VLAN adventures
Posted: Fri, 29 December 2006 | permalink | No comments
Have you ever had a need for a large number of "real" network interfaces on a Linux box? For security reasons, you don't just want to hook everyone up to a single switch and use virtual interfaces (because it's too easy for one of the connected devices to play silly buggers with his neighbours). Up to a certain point, you can stuff more NICs into a box, and when it fills up you can switch to those outrageously expensive 2- and 4-port NICs. But eventually you're going to run out of space[1] or money. At that point, you need something more interesting.
For me, this week, that "more interesting" has been Ethernet VLANs. Linux Journal has a good intro to the technical aspects of how to setup VLANs and Linux.
VLANs are some crazy stuff. They're implemented by wrapping a little number around every Ethernet frame indicating which VLAN the packet is "on", and the switch (you need a higher-end device, appropriately configured) makes sure that packets don't roam onto ports they're not meant to be on. For a single switch, this isn't very interesting, and you don't really need an IEEE standard to make it work -- just a lot of little jumpers. However, VLANs are mostly useful on larger networks, which tend to use more than one switch. So you need a way for your VLANs to roam amongst your switches -- hence the packet tagging. You stick the tag onto the packets and fling them off to another switch, and packets coming in with the tag are corraled into their VLAN.
Naturally, you don't want end-user devices whacking their own VLAN tags onto packets (untrusted data, and all that), so you define most of your ports as being "untagged". Packets that come in on these ports are treated as regular ethernet frames and tagged with the appropriate VLAN ID, and packets that go out have their VLAN IDs stripped before being sent. (This implies that you can tunnel VLANs in VLANs, and I'm pretty sure that is doable in most switches, modulo some nasty problems that can, and probably will, occur). The ports that aren't designated "untagged" spit out tagged packets -- and this is where my interest lies.

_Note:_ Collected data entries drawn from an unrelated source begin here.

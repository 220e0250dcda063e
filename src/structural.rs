//! Structural validation of raw manifest documents.
//!
//! The document shape lives in an embedded JSON Schema (draft 2020-12) and is
//! checked with the `jsonschema` crate. Callers only see the
//! [`StructuralValidator`] contract: either acceptance or every violation as a
//! `(path, message)` pair.

use std::fmt;
use std::sync::OnceLock;

use jsonschema::{Draft, Validator};
use serde_json::Value as JsonValue;

/// The single manifest version this crate accepts.
pub const SCHEMA_VERSION: &str = "wasm-abi/1";

/// Replication/runtime-only keys removed before validation.
pub const REPLICATION_FIELDS: [&str; 3] = ["crdt_type", "inner_type", "state_root"];

const WASM_ABI_V1_SCHEMA: &str = include_str!("schema/wasm-abi-v1.schema.json");

/// One structural problem found in a raw document.
#[derive(Debug, Clone, PartialEq, Eq)]
pub struct StructuralViolation {
    /// Segments from the document root to the offending value.
    pub path: Vec<String>,
    pub message: String,
}

impl StructuralViolation {
    pub fn new(path: Vec<String>, message: impl Into<String>) -> Self {
        Self {
            path,
            message: message.into(),
        }
    }

    /// Builds a violation from a JSON pointer such as `/types/A~1B/kind`.
    pub fn from_pointer(pointer: &str, message: impl Into<String>) -> Self {
        let path = pointer
            .split('/')
            .skip(1)
            .filter(|segment| !segment.is_empty())
            .map(|segment| segment.replace("~1", "/").replace("~0", "~"))
            .collect();
        Self::new(path, message)
    }

    /// Dot-joined path, `<root>` for the document itself.
    pub fn location(&self) -> String {
        if self.path.is_empty() {
            "<root>".to_string()
        } else {
            self.path.join(".")
        }
    }
}

impl fmt::Display for StructuralViolation {
    fn fmt(&self, f: &mut fmt::Formatter<'_>) -> fmt::Result {
        write!(f, "{}: {}", self.location(), self.message)
    }
}

/// Pass/fail structural check over a raw JSON document.
pub trait StructuralValidator {
    /// Returns every violation found, in validator order. An `Err` always
    /// carries at least one violation.
    fn validate(&self, document: &JsonValue) -> Result<(), Vec<StructuralViolation>>;
}

/// Validator backed by the embedded WASM-ABI v1 JSON Schema.
#[derive(Debug, Clone, Copy, Default)]
pub struct JsonSchemaValidator;

impl StructuralValidator for JsonSchemaValidator {
    fn validate(&self, document: &JsonValue) -> Result<(), Vec<StructuralViolation>> {
        let validator = match compiled_schema() {
            Ok(validator) => validator,
            Err(message) => {
                return Err(vec![StructuralViolation::new(
                    Vec::new(),
                    format!("structural schema unavailable: {message}"),
                )])
            }
        };

        let violations: Vec<StructuralViolation> = validator
            .iter_errors(document)
            .map(|error| {
                StructuralViolation::from_pointer(
                    &error.instance_path().to_string(),
                    error.to_string(),
                )
            })
            .collect();

        if violations.is_empty() {
            Ok(())
        } else {
            Err(violations)
        }
    }
}

fn compiled_schema() -> Result<&'static Validator, &'static str> {
    static VALIDATOR: OnceLock<Result<Validator, String>> = OnceLock::new();
    VALIDATOR
        .get_or_init(|| {
            let schema: JsonValue = serde_json::from_str(WASM_ABI_V1_SCHEMA)
                .map_err(|err| format!("invalid embedded schema: {err}"))?;
            jsonschema::options()
                .with_draft(Draft::Draft202012)
                .build(&schema)
                .map_err(|err| format!("failed to compile embedded schema: {err}"))
        })
        .as_ref()
        .map_err(String::as_str)
}

/// Removes [`REPLICATION_FIELDS`] from every object at any depth.
pub fn strip_replication_fields(value: &mut JsonValue) {
    match value {
        JsonValue::Object(map) => {
            map.retain(|key, _| !REPLICATION_FIELDS.contains(&key.as_str()));
            for child in map.values_mut() {
                strip_replication_fields(child);
            }
        }
        JsonValue::Array(items) => {
            for item in items {
                strip_replication_fields(item);
            }
        }
        _ => {}
    }
}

Like most every other computer-related standard, Linux can decipher and work with VLAN tags (the 8021q module is what you're looking for). You just load up the module, hook your NIC into the appropriate port on your very expensive switch, define your VLAN tags with vconfig, and suddenly you've got vlanN interfaces, which map to real RJ-45 ports, and you can hang network devices off these and get lots and lots of "real" network interfaces on your Linux router.
It's all so simple, right? Nothing ever is, of course. The trials and tribulations I've had over the past two days have included:
- Not being able to talk to the switch via serial console (so I can configure the damned thing). Turns out the cable I had wasn't a null modem cable, and the switch needed one (the documentation was contradictory on this point, so we started off with the regular kind and a gender-bender -- which should have been my first clue). So Jaycar got ten more of the company's dollars for the proper cable. After that, all was well, and I could find out that...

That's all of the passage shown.